Blackpool auto fans get first look at new TVR

Sep 10, 2017, 08:08
Blackpool auto fans get first look at new TVR

To give appropriate levels of performance, the new Griffith has a 5.0-litre V8 engine, which is mated to a six-speed manual gearbox. When you consider that, alongside the approach to driver aids-there's antilock braking and switchable traction control-it's nearly as if the Griffith is the very opposite of most new cars we write about, which keep getting bigger, heavier, and more automated.

Also, TVR is said to have set a power to weight target of 400bhp/tonne for the Griffith.

It will be priced from £90,000 in the United Kingdom with 500 Griffith Launch Editions scheduled for production in late 2018. This time, it has brought in Gordon Murray - the creator of the McLaren F1 - to design the auto.

However, TVR wants to pitch the Griffith as sports auto with old-school fun for driving purists.

The first TVR for a decade has been uncovered - and it's a £90,000 sports vehicle that will top 200mph. The chassis consists of a carbon composite bonded to steel and aluminium, with body panels also in composite. Although some of those traditional flowing, smooth TVR lines have been sacrificed to provide air intakes and outlets in the front apron and behind both front and rear arches in a bid to enhance the aerodynamics as best they can. The LE will be offered with unique 19-inch front and 20-inch rear wheels, as well as unique paint colours. That means a lightened flywheel, bespoke clutch as well as dry-sump lubrication.

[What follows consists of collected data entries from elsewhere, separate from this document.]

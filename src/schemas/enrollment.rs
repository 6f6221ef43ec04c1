use serde::{Deserialize, Serialize};
use validator::Validate;

use crate::core::time::format_primitive;
use crate::db::models::Enrollment;
use crate::db::types::EnrollmentStatus;
use crate::repositories::enrollments::{CourseStudentRow, EnrolledCourseRow};

#[derive(Debug, Deserialize, Validate)]
pub(crate) struct EnrollmentRequest {
    #[serde(alias = "studentId")]
    #[validate(length(min = 1, message = "student_id is required"))]
    pub(crate) student_id: String,
    #[serde(alias = "courseId")]
    #[validate(length(min = 1, message = "course_id is required"))]
    pub(crate) course_id: String,
}

#[derive(Debug, Deserialize)]
pub(crate) struct EnrollmentStatusUpdate {
    pub(crate) status: EnrollmentStatus,
}

#[derive(Debug, Serialize)]
pub(crate) struct EnrollmentResponse {
    pub(crate) id: String,
    pub(crate) student_id: String,
    pub(crate) course_id: String,
    pub(crate) status: EnrollmentStatus,
    pub(crate) enrolled_at: String,
}

impl EnrollmentResponse {
    pub(crate) fn from_db(enrollment: Enrollment) -> Self {
        Self {
            id: enrollment.id,
            student_id: enrollment.student_id,
            course_id: enrollment.course_id,
            status: enrollment.status,
            enrolled_at: format_primitive(enrollment.enrolled_at),
        }
    }
}

#[derive(Debug, Serialize)]
pub(crate) struct EnrolledCourseResponse {
    pub(crate) enrollment_id: String,
    pub(crate) course_id: String,
    pub(crate) course_name: String,
    pub(crate) course_description: Option<String>,
    pub(crate) teacher_id: Option<String>,
    pub(crate) teacher_name: Option<String>,
    pub(crate) status: EnrollmentStatus,
    pub(crate) enrolled_at: String,
}

impl EnrolledCourseResponse {
    pub(crate) fn from_row(row: EnrolledCourseRow) -> Self {
        Self {
            enrollment_id: row.enrollment_id,
            course_id: row.course_id,
            course_name: row.course_name,
            course_description: row.course_description,
            teacher_id: row.teacher_id,
            teacher_name: row.teacher_name,
            status: row.status,
            enrolled_at: format_primitive(row.enrolled_at),
        }
    }
}

#[derive(Debug, Serialize)]
pub(crate) struct CourseStudentResponse {
    pub(crate) enrollment_id: String,
    pub(crate) student_id: String,
    pub(crate) name: String,
    pub(crate) email: String,
    pub(crate) status: EnrollmentStatus,
    pub(crate) enrolled_at: String,
}

impl CourseStudentResponse {
    pub(crate) fn from_row(row: CourseStudentRow) -> Self {
        Self {
            enrollment_id: row.enrollment_id,
            student_id: row.student_id,
            name: row.student_name,
            email: row.student_email,
            status: row.status,
            enrolled_at: format_primitive(row.enrolled_at),
        }
    }
}

#[derive(Debug, Serialize)]
pub(crate) struct TeacherStudentCourse {
    pub(crate) course_id: String,
    pub(crate) course_name: String,
    pub(crate) status: EnrollmentStatus,
    pub(crate) enrolled_at: String,
}

/// A student as seen by one teacher: only enrollments in that teacher's courses.
#[derive(Debug, Serialize)]
pub(crate) struct TeacherStudentResponse {
    pub(crate) id: String,
    pub(crate) name: String,
    pub(crate) email: String,
    pub(crate) courses: Vec<TeacherStudentCourse>,
}

pub(crate) fn group_teacher_students(rows: Vec<CourseStudentRow>) -> Vec<TeacherStudentResponse> {
    let mut students: Vec<TeacherStudentResponse> = Vec::new();

    for row in rows {
        let course = TeacherStudentCourse {
            course_id: row.course_id,
            course_name: row.course_name,
            status: row.status,
            enrolled_at: format_primitive(row.enrolled_at),
        };

        match students.last_mut() {
            Some(last) if last.id == row.student_id => last.courses.push(course),
            _ => students.push(TeacherStudentResponse {
                id: row.student_id,
                name: row.student_name,
                email: row.student_email,
                courses: vec![course],
            }),
        }
    }

    students
}

#[derive(Debug, Serialize)]
pub(crate) struct EnrollAllResponse {
    pub(crate) enrolled: usize,
    pub(crate) message: String,
}
pub(crate) mod admin;
pub(crate) mod auth;
pub(crate) mod courses;
pub(crate) mod enrollments;
pub(crate) mod errors;
pub(crate) mod guards;
pub(crate) mod handlers;
pub(crate) mod router;
pub(crate) mod students;
pub(crate) mod teacher;
pub(crate) mod validation;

Suspension is by double wishbone, with adjustable coil-over dampers and concentric springs front and back. Specifications for standard cars are forthcoming, but the portrait-orientated infotainment touchscreen (this rests above physical knobs for the air-conditioning) should be standard. Despite its compact dimensions, TVR says that the interior offers enough space and comfort for long-distance and everyday driving. The company went defunct in 2006, and was resurrected in 2013.

The Griffith name was previously used on the 1960s Griffith 200 and 400 and the 1990s Griffith, and this auto also signals the resurgence of TVR as a brand.

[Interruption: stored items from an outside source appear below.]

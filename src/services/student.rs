use uuid::Uuid;

use crate::core::metrics::record_event;
use crate::core::state::AppState;
use crate::core::time::{is_past_due, primitive_now_utc, today_utc};
use crate::db::models::{Assignment, Course, Submission, User};
use crate::db::types::UserRole;
use crate::repositories;
use crate::schemas::assignment::{
    AssignmentResponse, StudentAssignmentResponse, UpcomingAssignmentResponse,
};
use crate::schemas::course::CourseResponse;
use crate::schemas::dashboard::StudentDashboardResponse;
use crate::schemas::enrollment::{EnrolledCourseResponse, EnrollmentResponse};
use crate::schemas::submission::{GradeResponse, SubmissionDetailResponse, SubmissionResponse};
use crate::services::access::{ensure_enrolled, ensure_role, ensure_self, ensure_self_or_admin};
use crate::services::error::{ServiceError, ServiceResult};
use crate::services::storage::{DownloadedFile, StoredFile};

const DASHBOARD_UPCOMING_LIMIT: i64 = 5;
const DASHBOARD_GRADES_LIMIT: i64 = 5;

pub(crate) struct UploadedFile {
    pub(crate) original_name: Option<String>,
    pub(crate) bytes: Vec<u8>,
}

pub(crate) async fn enroll(
    state: &AppState,
    actor: &User,
    student_id: &str,
    course_id: &str,
) -> ServiceResult<EnrollmentResponse> {
    ensure_self_or_admin(actor, student_id)?;

    let mut tx = state.db().begin().await?;

    let student = repositories::users::find_by_id(&mut *tx, student_id)
        .await?
        .ok_or_else(|| ServiceError::not_found("Student not found"))?;
    if student.role != UserRole::Student {
        return Err(ServiceError::validation("Only students can be enrolled in courses"));
    }
    if repositories::courses::find_by_id(&mut *tx, course_id).await?.is_none() {
        return Err(ServiceError::not_found("Course not found"));
    }
    if repositories::enrollments::find_active(&mut *tx, student_id, course_id).await?.is_some() {
        return Err(ServiceError::conflict("Student is already enrolled in this course"));
    }

    let enrollment = repositories::enrollments::create(
        &mut *tx,
        &Uuid::new_v4().to_string(),
        student_id,
        course_id,
        primitive_now_utc(),
    )
    .await
    .map_err(|err| {
        ServiceError::on_unique_violation(err, "Student is already enrolled in this course")
    })?;

    tx.commit().await?;

    record_event("enrollment_created");
    tracing::info!(
        actor_id = %actor.id,
        student_id = %student_id,
        course_id = %course_id,
        action = "enroll",
        "Student enrolled"
    );
    Ok(EnrollmentResponse::from_db(enrollment))
}

pub(crate) async fn unenroll(
    state: &AppState,
    actor: &User,
    student_id: &str,
    course_id: &str,
) -> ServiceResult<()> {
    ensure_self(actor, student_id)?;

    let deleted =
        repositories::enrollments::delete_active(state.db(), student_id, course_id).await?;
    if deleted == 0 {
        return Err(ServiceError::not_found("Enrollment not found"));
    }

    record_event("enrollment_deleted");
    tracing::info!(student_id = %student_id, course_id = %course_id, action = "unenroll", "Student unenrolled");
    Ok(())
}

pub(crate) async fn enroll_in_all(
    state: &AppState,
    actor: &User,
    student_id: &str,
) -> ServiceResult<usize> {
    ensure_self_or_admin(actor, student_id)?;

    let mut tx = state.db().begin().await?;

    let student = repositories::users::find_by_id(&mut *tx, student_id)
        .await?
        .ok_or_else(|| ServiceError::not_found("Student not found"))?;
    if student.role != UserRole::Student {
        return Err(ServiceError::validation("Only students can be enrolled in courses"));
    }

    let course_ids = repositories::courses::list_ids_not_enrolled(&mut *tx, student_id).await?;
    let now = primitive_now_utc();
    let mut created = 0;
    for course_id in &course_ids {
        let inserted = repositories::enrollments::create_if_absent(
            &mut *tx,
            &Uuid::new_v4().to_string(),
            student_id,
            course_id,
            now,
        )
        .await?;
        if inserted.is_some() {
            created += 1;
        }
    }

    tx.commit().await?;

    tracing::info!(student_id = %student_id, created, action = "enroll_all", "Bulk enrollment finished");
    Ok(created)
}

pub(crate) async fn enrollment_history(
    state: &AppState,
    actor: &User,
    student_id: &str,
) -> ServiceResult<Vec<EnrolledCourseResponse>> {
    ensure_self_or_admin(actor, student_id)?;
    let rows = repositories::enrollments::list_for_student(state.db(), student_id).await?;
    Ok(rows.into_iter().map(EnrolledCourseResponse::from_row).collect())
}

pub(crate) async fn delete_enrollment(
    state: &AppState,
    actor: &User,
    enrollment_id: &str,
) -> ServiceResult<()> {
    let enrollment = repositories::enrollments::find_by_id(state.db(), enrollment_id)
        .await?
        .ok_or_else(|| ServiceError::not_found("Enrollment not found"))?;
    ensure_self_or_admin(actor, &enrollment.student_id)?;

    let deleted = repositories::enrollments::delete(state.db(), enrollment_id).await?;
    if deleted == 0 {
        return Err(ServiceError::not_found("Enrollment not found"));
    }

    record_event("enrollment_deleted");
    tracing::info!(
        actor_id = %actor.id,
        enrollment_id = %enrollment_id,
        action = "enrollment_delete",
        "Enrollment deleted"
    );
    Ok(())
}

pub(crate) async fn enrolled_courses(
    state: &AppState,
    actor: &User,
    student_id: &str,
) -> ServiceResult<Vec<EnrolledCourseResponse>> {
    ensure_self(actor, student_id)?;

    match repositories::enrollments::list_active_for_student(state.db(), student_id).await {
        Ok(rows) => Ok(rows.into_iter().map(EnrolledCourseResponse::from_row).collect()),
        Err(err) => {
            tracing::error!(error = %err, student_id = %student_id, "Failed to list enrolled courses");
            Ok(Vec::new())
        }
    }
}

pub(crate) async fn course_details(
    state: &AppState,
    student: &User,
    course_id: &str,
) -> ServiceResult<CourseResponse> {
    enrolled_course(state, student, course_id).await?;
    repositories::courses::find_summary(state.db(), course_id)
        .await?
        .map(CourseResponse::from_summary)
        .ok_or_else(|| ServiceError::not_found("Course not found"))
}

pub(crate) async fn course_assignments(
    state: &AppState,
    student: &User,
    course_id: &str,
) -> ServiceResult<Vec<AssignmentResponse>> {
    enrolled_course(state, student, course_id).await?;
    let assignments = repositories::assignments::list_for_course(state.db(), course_id).await?;
    Ok(assignments.into_iter().map(AssignmentResponse::from_db).collect())
}

pub(crate) async fn assignment_details(
    state: &AppState,
    student: &User,
    assignment_id: &str,
) -> ServiceResult<StudentAssignmentResponse> {
    let (assignment, course) = enrolled_assignment(state, student, assignment_id).await?;
    let submission = repositories::submissions::find_for_assignment_student(
        state.db(),
        assignment_id,
        &student.id,
    )
    .await?;

    Ok(StudentAssignmentResponse {
        past_due: is_past_due(assignment.due_date, today_utc()),
        assignment: AssignmentResponse::from_db(assignment),
        course_name: course.name,
        submission: submission.map(SubmissionResponse::from_db),
    })
}

pub(crate) async fn submit(
    state: &AppState,
    student: &User,
    assignment_id: &str,
    text: Option<String>,
    file: Option<UploadedFile>,
) -> ServiceResult<SubmissionResponse> {
    let (assignment, _) = enrolled_assignment(state, student, assignment_id).await?;

    if is_past_due(assignment.due_date, today_utc()) {
        return Err(ServiceError::validation("The due date for this assignment has passed"));
    }

    let text = text.map(|value| value.trim().to_string()).filter(|value| !value.is_empty());
    let file = file.filter(|upload| !upload.bytes.is_empty());
    if text.is_none() && file.is_none() {
        return Err(ServiceError::validation("Submission text or file is required"));
    }

    let existing = repositories::submissions::find_for_assignment_student(
        state.db(),
        assignment_id,
        &student.id,
    )
    .await?;
    if existing.is_some() {
        return Err(ServiceError::conflict("You have already submitted this assignment"));
    }

    let stored = match file {
        Some(upload) => {
            Some(state.storage().store(upload.original_name.as_deref(), &upload.bytes).await?)
        }
        None => None,
    };

    let inserted = insert_submission(state, student, assignment_id, text.as_deref(), stored.as_ref())
        .await;

    let submission = match inserted {
        Ok(submission) => submission,
        Err(err) => {
            if let Some(stored) = &stored {
                state.storage().delete_all_best_effort([stored.file_name.clone()]).await;
            }
            return Err(ServiceError::on_unique_violation(
                err,
                "You have already submitted this assignment",
            ));
        }
    };

    record_event("submission_created");
    tracing::info!(
        student_id = %student.id,
        assignment_id = %assignment_id,
        submission_id = %submission.id,
        has_file = stored.is_some(),
        action = "submit",
        "Submission received"
    );
    Ok(SubmissionResponse::from_db(submission))
}

pub(crate) async fn my_submission(
    state: &AppState,
    student: &User,
    assignment_id: &str,
) -> ServiceResult<SubmissionResponse> {
    ensure_role(student, UserRole::Student)?;
    repositories::submissions::find_for_assignment_student(state.db(), assignment_id, &student.id)
        .await?
        .map(SubmissionResponse::from_db)
        .ok_or_else(|| ServiceError::not_found("Submission not found"))
}

pub(crate) async fn submission_file(
    state: &AppState,
    student: &User,
    assignment_id: &str,
) -> ServiceResult<DownloadedFile> {
    ensure_role(student, UserRole::Student)?;
    let submission = repositories::submissions::find_for_assignment_student(
        state.db(),
        assignment_id,
        &student.id,
    )
    .await?
    .ok_or_else(|| ServiceError::not_found("Submission not found"))?;

    let file_name =
        submission.file_name.ok_or_else(|| ServiceError::not_found("Submission has no file"))?;
    let bytes = state.storage().load(&file_name).await?;
    Ok(DownloadedFile { file_name, bytes })
}

pub(crate) async fn my_submissions(
    state: &AppState,
    student: &User,
) -> ServiceResult<Vec<SubmissionDetailResponse>> {
    ensure_role(student, UserRole::Student)?;
    let rows = repositories::submissions::list_for_student(state.db(), &student.id).await?;
    Ok(rows.into_iter().map(SubmissionDetailResponse::from_row).collect())
}

pub(crate) async fn grades(
    state: &AppState,
    actor: &User,
    student_id: &str,
) -> ServiceResult<Vec<GradeResponse>> {
    ensure_self(actor, student_id)?;

    match repositories::submissions::list_graded_for_student(state.db(), student_id, None).await {
        Ok(rows) => Ok(rows.into_iter().map(GradeResponse::from_row).collect()),
        Err(err) => {
            tracing::error!(error = %err, student_id = %student_id, "Failed to list grades");
            Ok(Vec::new())
        }
    }
}

pub(crate) async fn dashboard(
    state: &AppState,
    actor: &User,
    student_id: &str,
) -> ServiceResult<StudentDashboardResponse> {
    let courses = enrolled_courses(state, actor, student_id).await?;

    let upcoming = repositories::assignments::list_upcoming_unsubmitted(
        state.db(),
        student_id,
        today_utc(),
        DASHBOARD_UPCOMING_LIMIT,
    )
    .await?;
    let recent = repositories::submissions::list_graded_for_student(
        state.db(),
        student_id,
        Some(DASHBOARD_GRADES_LIMIT),
    )
    .await?;

    Ok(StudentDashboardResponse {
        courses,
        upcoming_assignments: upcoming.into_iter().map(UpcomingAssignmentResponse::from_row).collect(),
        recent_grades: recent.into_iter().map(GradeResponse::from_row).collect(),
    })
}

async fn insert_submission(
    state: &AppState,
    student: &User,
    assignment_id: &str,
    text: Option<&str>,
    stored: Option<&StoredFile>,
) -> Result<Submission, sqlx::Error> {
    let mut tx = state.db().begin().await?;
    let submission = repositories::submissions::create(
        &mut *tx,
        repositories::submissions::CreateSubmission {
            id: &Uuid::new_v4().to_string(),
            assignment_id,
            student_id: &student.id,
            submission_text: text,
            file_name: stored.map(|file| file.file_name.as_str()),
            file_size: stored.map(|file| file.size),
            file_hash: stored.map(|file| file.sha256.as_str()),
            submitted_at: primitive_now_utc(),
        },
    )
    .await?;
    tx.commit().await?;
    Ok(submission)
}

async fn enrolled_course(state: &AppState, student: &User, course_id: &str) -> ServiceResult<Course> {
    ensure_role(student, UserRole::Student)?;
    let course = repositories::courses::find_by_id(state.db(), course_id)
        .await?
        .ok_or_else(|| ServiceError::not_found("Course not found"))?;
    ensure_enrolled(state.db(), student, course_id).await?;
    Ok(course)
}

async fn enrolled_assignment(
    state: &AppState,
    student: &User,
    assignment_id: &str,
) -> ServiceResult<(Assignment, Course)> {
    ensure_role(student, UserRole::Student)?;
    let assignment = repositories::assignments::find_by_id(state.db(), assignment_id)
        .await?
        .ok_or_else(|| ServiceError::not_found("Assignment not found"))?;
    let course = enrolled_course(state, student, &assignment.course_id).await?;
    Ok((assignment, course))
}

#[cfg(test)]
mod tests;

According to TVR chairman Les Edgar, who four years ago led the consortium that bought the company from then-owner, Russian Nikolai Smolenski, the new Griffith embodies TVR's long-standing ethos of the "Spirit of Driving" - the principle of using engineering rather than electronics to deliver an involving driving interface where the driver will always be fully in control.

Although exact figures haven't been revealed, TVR says the new Griffith produces 400bhp-per-tonne.